Semaphores

Semaphores are tools used to solve concurrency issues. They have a certain number of available quotas that is used to limit the access to resources; also, various threads can request one or more quotas from it, and then release them when they are done. If the number of quotas available is one, it means that the semaphore supports only one access at time, with a behavior similar to mutexes. If the quota is more than one, we are referring to the most common type—the weighted semaphore.

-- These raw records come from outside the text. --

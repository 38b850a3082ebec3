//! Record store persisted to a JSON file.
//!
//! The whole store is one JSON document. Every mutation is applied to a
//! staged copy, the copy is written to a temporary file that is renamed
//! over the data file, and only then does the staged copy become current.
//! A failed write leaves both the file and the in-memory tables untouched.

use std::fs;
use std::io::Write;
use std::path::{Path, PathBuf};

use tracing::{info, warn};

use crate::config::RegenerationPolicy;
use crate::error::{PayrollError, PayrollResult};
use crate::models::{
    Attendance, AttendanceFilter, AttendanceId, DeletionSummary, Employee, EmployeeId,
    NewAttendance, NewEmployee, NewPayroll, Payroll, PayrollFilter, PayrollId, PayrollStatus,
};

use super::{MemoryStore, RecordStore};

/// A [`MemoryStore`] mirrored to a JSON file on every change.
#[derive(Debug)]
pub struct JsonFileStore {
    path: PathBuf,
    records: MemoryStore,
}

impl JsonFileStore {
    /// Opens the store at `path`.
    ///
    /// A missing file opens as an empty store; the file is created on the
    /// first change.
    ///
    /// # Errors
    ///
    /// Returns [`PayrollError::Storage`] if the file exists but cannot be
    /// read, is not a valid store document, or breaks a store invariant
    /// (see [`MemoryStore::check_consistency`]).
    pub fn open<P: AsRef<Path>>(path: P) -> PayrollResult<Self> {
        let path = path.as_ref().to_path_buf();

        let records = if path.exists() {
            let content = fs::read_to_string(&path).map_err(|e| {
                PayrollError::storage(format!("failed to read {}: {}", path.display(), e))
            })?;
            let records: MemoryStore = serde_json::from_str(&content).map_err(|e| {
                PayrollError::storage(format!("failed to parse {}: {}", path.display(), e))
            })?;
            records.check_consistency().inspect_err(|e| {
                warn!(path = %path.display(), error = %e, "Store file is inconsistent")
            })?;
            records
        } else {
            MemoryStore::new()
        };

        info!(path = %path.display(), "Opened JSON file store");
        Ok(Self { path, records })
    }

    /// Applies `change` to a staged copy and persists it before making it
    /// current.
    fn commit<T>(
        &mut self,
        change: impl FnOnce(&mut MemoryStore) -> PayrollResult<T>,
    ) -> PayrollResult<T> {
        let mut staged = self.records.clone();
        let output = change(&mut staged)?;
        self.persist(&staged)?;
        self.records = staged;
        Ok(output)
    }

    fn persist(&self, records: &MemoryStore) -> PayrollResult<()> {
        let json = serde_json::to_string_pretty(records)
            .map_err(|e| PayrollError::storage(format!("failed to encode store: {}", e)))?;

        if let Some(parent) = self.path.parent().filter(|p| !p.as_os_str().is_empty()) {
            fs::create_dir_all(parent).map_err(|e| {
                PayrollError::storage(format!("failed to create {}: {}", parent.display(), e))
            })?;
        }

        let mut tmp = self.path.clone().into_os_string();
        tmp.push(".tmp");
        let tmp = PathBuf::from(tmp);

        let write_synced = || -> std::io::Result<()> {
            let mut file = fs::File::create(&tmp)?;
            file.write_all(json.as_bytes())?;
            file.sync_all()
        };
        write_synced().map_err(|e| {
            PayrollError::storage(format!("failed to write {}: {}", tmp.display(), e))
        })?;
        fs::rename(&tmp, &self.path).map_err(|e| {
            let _ = fs::remove_file(&tmp);
            PayrollError::storage(format!(
                "failed to replace {}: {}",
                self.path.display(),
                e
            ))
        })
    }
}

impl RecordStore for JsonFileStore {
    fn create_employee(&mut self, employee: NewEmployee) -> PayrollResult<Employee> {
        self.commit(|records| records.create_employee(employee))
    }

    fn list_employees(&self) -> Vec<Employee> {
        self.records.list_employees()
    }

    fn get_employee(&self, id: EmployeeId) -> PayrollResult<Employee> {
        self.records.get_employee(id)
    }

    fn delete_employee(&mut self, id: EmployeeId) -> PayrollResult<DeletionSummary> {
        self.commit(|records| records.delete_employee(id))
    }

    fn create_attendance(&mut self, attendance: NewAttendance) -> PayrollResult<Attendance> {
        self.commit(|records| records.create_attendance(attendance))
    }

    fn list_attendance(&self, filter: &AttendanceFilter) -> Vec<Attendance> {
        self.records.list_attendance(filter)
    }

    fn get_attendance(&self, id: AttendanceId) -> PayrollResult<Attendance> {
        self.records.get_attendance(id)
    }

    fn delete_attendance(&mut self, id: AttendanceId) -> PayrollResult<()> {
        self.commit(|records| records.delete_attendance(id))
    }

    fn create_payroll(
        &mut self,
        payroll: NewPayroll,
        regeneration: RegenerationPolicy,
    ) -> PayrollResult<Payroll> {
        self.commit(|records| records.create_payroll(payroll, regeneration))
    }

    fn list_payroll(&self, filter: &PayrollFilter) -> Vec<Payroll> {
        self.records.list_payroll(filter)
    }

    fn get_payroll(&self, id: PayrollId) -> PayrollResult<Payroll> {
        self.records.get_payroll(id)
    }

    fn update_payroll_status(
        &mut self,
        id: PayrollId,
        status: PayrollStatus,
    ) -> PayrollResult<Payroll> {
        self.commit(|records| records.update_payroll_status(id, status))
    }

    fn delete_payroll(&mut self, id: PayrollId) -> PayrollResult<()> {
        self.commit(|records| records.delete_payroll(id))
    }

    fn clear(&mut self) -> PayrollResult<()> {
        self.commit(|records| records.clear())
    }
}

#[cfg(test)]
mod tests {
    use super::*;
    use crate::models::AttendanceStatus;
    use chrono::NaiveDate;
    use rust_decimal::Decimal;
    use uuid::Uuid;

    fn temp_path() -> PathBuf {
        std::env::temp_dir()
            .join(format!("hr-payroll-{}", Uuid::new_v4()))
            .join("payroll.json")
    }

    fn new_employee(email: &str) -> NewEmployee {
        NewEmployee {
            name: "A".to_string(),
            email: email.to_string(),
            position: "Clerk".to_string(),
            salary: Decimal::new(50000, 0),
            join_date: NaiveDate::from_ymd_opt(2024, 1, 1).unwrap(),
        }
    }

    fn absence(employee_id: EmployeeId, day: u32) -> NewAttendance {
        NewAttendance {
            employee_id,
            date: NaiveDate::from_ymd_opt(2025, 6, day).unwrap(),
            status: AttendanceStatus::Absent,
            arrival_time: None,
        }
    }

    fn cleanup(path: &Path) {
        if let Some(dir) = path.parent() {
            let _ = fs::remove_dir_all(dir);
        }
    }

    #[test]
    fn test_missing_file_opens_empty() {
        let path = temp_path();
        let store = JsonFileStore::open(&path).unwrap();
        assert!(store.list_employees().is_empty());
        assert!(!path.exists());
    }

    #[test]
    fn test_changes_survive_reopen() {
        let path = temp_path();
        {
            let mut store = JsonFileStore::open(&path).unwrap();
            let employee = store.create_employee(new_employee("a@x.io")).unwrap();
            store.create_attendance(absence(employee.id, 2)).unwrap();
        }

        let mut reopened = JsonFileStore::open(&path).unwrap();
        assert_eq!(reopened.list_employees().len(), 1);
        assert_eq!(
            reopened.list_attendance(&AttendanceFilter::default()).len(),
            1
        );
        let next = reopened.create_employee(new_employee("b@x.io")).unwrap();
        assert_eq!(next.id, 2);

        cleanup(&path);
    }

    #[test]
    fn test_failed_validation_leaves_file_untouched() {
        let path = temp_path();
        let mut store = JsonFileStore::open(&path).unwrap();
        store.create_employee(new_employee("a@x.io")).unwrap();
        let before = fs::read_to_string(&path).unwrap();

        assert!(store.create_attendance(absence(99, 2)).is_err());
        assert_eq!(fs::read_to_string(&path).unwrap(), before);

        cleanup(&path);
    }

    #[test]
    fn test_failed_write_rolls_back_cascade() {
        let path = temp_path();
        let mut store = JsonFileStore::open(&path).unwrap();
        let employee = store.create_employee(new_employee("a@x.io")).unwrap();
        store.create_attendance(absence(employee.id, 2)).unwrap();
        let before = fs::read_to_string(&path).unwrap();

        // A directory where the temp file should go makes the write fail.
        let mut tmp = path.clone().into_os_string();
        tmp.push(".tmp");
        fs::create_dir_all(PathBuf::from(&tmp)).unwrap();

        let result = store.delete_employee(employee.id);
        assert!(matches!(result, Err(PayrollError::Storage { .. })));

        assert_eq!(store.list_employees().len(), 1);
        assert_eq!(store.list_attendance(&AttendanceFilter::default()).len(), 1);
        assert_eq!(fs::read_to_string(&path).unwrap(), before);

        cleanup(&path);
    }

    #[test]
    fn test_corrupt_file_rejected() {
        let path = temp_path();
        fs::create_dir_all(path.parent().unwrap()).unwrap();
        fs::write(&path, "{ not json").unwrap();

        assert!(matches!(
            JsonFileStore::open(&path),
            Err(PayrollError::Storage { .. })
        ));

        cleanup(&path);
    }

    /// Writes a store with one employee and one absence, then lets the
    /// caller edit the raw document.
    fn write_edited_document(path: &Path, edit: impl FnOnce(&mut serde_json::Value)) {
        {
            let mut store = JsonFileStore::open(path).unwrap();
            let employee = store.create_employee(new_employee("old@x.io")).unwrap();
            store.create_attendance(absence(employee.id, 2)).unwrap();
        }
        let mut document: serde_json::Value =
            serde_json::from_str(&fs::read_to_string(path).unwrap()).unwrap();
        edit(&mut document);
        fs::write(path, document.to_string()).unwrap();
    }

    #[test]
    fn test_missing_id_counter_rejected() {
        let path = temp_path();
        write_edited_document(&path, |document| {
            document.as_object_mut().unwrap().remove("last_employee_id");
        });

        assert!(matches!(
            JsonFileStore::open(&path),
            Err(PayrollError::Storage { .. })
        ));

        cleanup(&path);
    }

    #[test]
    fn test_counter_behind_stored_ids_rejected() {
        let path = temp_path();
        write_edited_document(&path, |document| {
            document["last_employee_id"] = serde_json::json!(0);
        });

        match JsonFileStore::open(&path) {
            Err(PayrollError::Storage { message }) => {
                assert!(message.contains("past the id counter"))
            }
            other => panic!("Expected Storage error, got {:?}", other.map(|_| ())),
        }

        cleanup(&path);
    }

    #[test]
    fn test_orphan_attendance_rejected() {
        let path = temp_path();
        write_edited_document(&path, |document| {
            document["employees"].as_object_mut().unwrap().clear();
        });

        match JsonFileStore::open(&path) {
            Err(PayrollError::Storage { message }) => {
                assert!(message.contains("references missing employee"))
            }
            other => panic!("Expected Storage error, got {:?}", other.map(|_| ())),
        }

        cleanup(&path);
    }

    #[test]
    fn test_clear_persists_empty_store() {
        let path = temp_path();
        let mut store = JsonFileStore::open(&path).unwrap();
        store.create_employee(new_employee("a@x.io")).unwrap();
        store.clear().unwrap();

        let reopened = JsonFileStore::open(&path).unwrap();
        assert!(reopened.list_employees().is_empty());

        cleanup(&path);
    }
}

In Go, a semaphore can be implemented using a channel with a capacity equal to the quotas, where you send a message to the channel to acquire a quota, and receive one from it to release:

type sem chan struct{}

func (s sem) Acquire() {
s <- struct{}{}
}

func (s sem) Relase() {
<-s
}

The preceding code shows us how to implement a semaphore using a channel in a few lines. Here's an example of how to use it:

func main() {
s := make(sem, 5)
for i := 0; i < 10; i++ {
go func(i int) {
s.Acquire()
fmt.Println(i, "start")
time.Sleep(time.Second)
fmt.Println(i, "end")
s.Relase()
}(i)
}
time.Sleep(time.Second * 3)
}

The full example is available at https://play.golang.org/p/BR5GN2QopjQ.

We can see from the previous example how the program serves some requests on the first round of acquisition, and the others on the second round, not allowing more than five executions at the same time.